§ WHAT THE TASK ASKS: To complete the exercise, repeat every record exactly as it stands.

§ MATERIAL FOR THIS TASK:
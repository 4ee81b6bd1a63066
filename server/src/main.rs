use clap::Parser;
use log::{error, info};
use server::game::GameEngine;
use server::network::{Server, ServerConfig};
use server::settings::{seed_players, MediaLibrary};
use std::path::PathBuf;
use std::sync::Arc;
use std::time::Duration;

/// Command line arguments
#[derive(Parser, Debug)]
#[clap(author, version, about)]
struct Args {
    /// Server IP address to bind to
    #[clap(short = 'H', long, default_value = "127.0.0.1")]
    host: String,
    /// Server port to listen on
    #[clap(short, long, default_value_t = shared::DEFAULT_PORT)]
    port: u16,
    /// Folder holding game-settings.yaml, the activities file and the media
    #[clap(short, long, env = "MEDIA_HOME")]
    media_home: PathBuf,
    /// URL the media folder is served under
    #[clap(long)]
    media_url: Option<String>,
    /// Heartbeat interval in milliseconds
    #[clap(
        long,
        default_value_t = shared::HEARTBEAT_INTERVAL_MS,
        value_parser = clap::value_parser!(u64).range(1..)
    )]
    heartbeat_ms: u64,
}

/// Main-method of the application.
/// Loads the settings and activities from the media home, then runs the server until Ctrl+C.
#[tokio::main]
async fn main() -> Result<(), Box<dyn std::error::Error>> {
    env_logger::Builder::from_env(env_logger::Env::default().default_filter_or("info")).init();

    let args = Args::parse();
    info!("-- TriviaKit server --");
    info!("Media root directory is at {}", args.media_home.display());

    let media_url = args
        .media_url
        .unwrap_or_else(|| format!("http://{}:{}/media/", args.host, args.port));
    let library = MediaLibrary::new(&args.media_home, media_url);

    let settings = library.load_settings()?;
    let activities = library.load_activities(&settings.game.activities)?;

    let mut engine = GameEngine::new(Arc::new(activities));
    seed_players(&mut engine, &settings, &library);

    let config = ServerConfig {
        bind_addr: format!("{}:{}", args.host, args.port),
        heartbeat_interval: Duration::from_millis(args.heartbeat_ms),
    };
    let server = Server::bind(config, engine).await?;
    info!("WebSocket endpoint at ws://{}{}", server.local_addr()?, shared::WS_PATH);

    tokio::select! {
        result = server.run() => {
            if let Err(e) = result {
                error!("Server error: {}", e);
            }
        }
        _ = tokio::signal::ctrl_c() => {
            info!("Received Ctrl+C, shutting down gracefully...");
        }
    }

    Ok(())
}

§ RESPONSE:
repository 4ee81b6bd1a63066
filename server/src/main.rs
use clap::Parser;
use log::{error, info};
use server::game::GameEngine;
use server::network::{Server, ServerConfig};
use server::settings::{seed_players, MediaLibrary};
use std::path::PathBuf;
use std::sync::Arc;
use std::time::Duration;

/// Command line arguments
#[derive(Parser, Debug)]
#[clap(author, version, about)]
struct Args {
    /// Server IP address to bind to
    #[clap(short = 'H', long, default_value = "127.0.0.1")]
    host: String,
    /// Server port to listen on
    #[clap(short, long, default_value_t = shared::DEFAULT_PORT)]
    port: u16,
    /// Folder holding game-settings.yaml, the activities file and the media
    #[clap(short, long, env = "MEDIA_HOME")]
    media_home: PathBuf,
    /// URL the media folder is served under
    #[clap(long)]
    media_url: Option<String>,
    /// Heartbeat interval in milliseconds
    #[clap(
        long,
        default_value_t = shared::HEARTBEAT_INTERVAL_MS,
        value_parser = clap::value_parser!(u64).range(1..)
    )]
    heartbeat_ms: u64,
}

/// Main-method of the application.
/// Loads the settings and activities from the media home, then runs the server until Ctrl+C.
#[tokio::main]
async fn main() -> Result<(), Box<dyn std::error::Error>> {
    env_logger::Builder::from_env(env_logger::Env::default().default_filter_or("info")).init();

    let args = Args::parse();
    info!("-- TriviaKit server --");
    info!("Media root directory is at {}", args.media_home.display());

    let media_url = args
        .media_url
        .unwrap_or_else(|| format!("http://{}:{}/media/", args.host, args.port));
    let library = MediaLibrary::new(&args.media_home, media_url);

    let settings = library.load_settings()?;
    let activities = library.load_activities(&settings.game.activities)?;

    let mut engine = GameEngine::new(Arc::new(activities));
    seed_players(&mut engine, &settings, &library);

    let config = ServerConfig {
        bind_addr: format!("{}:{}", args.host, args.port),
        heartbeat_interval: Duration::from_millis(args.heartbeat_ms),
    };
    let server = Server::bind(config, engine).await?;
    info!("WebSocket endpoint at ws://{}{}", server.local_addr()?, shared::WS_PATH);

    tokio::select! {
        result = server.run() => {
            if let Err(e) = result {
                error!("Server error: {}", e);
            }
        }
        _ = tokio::signal::ctrl_c() => {
            info!("Received Ctrl+C, shutting down gracefully...");
        }
    }

    Ok(())
}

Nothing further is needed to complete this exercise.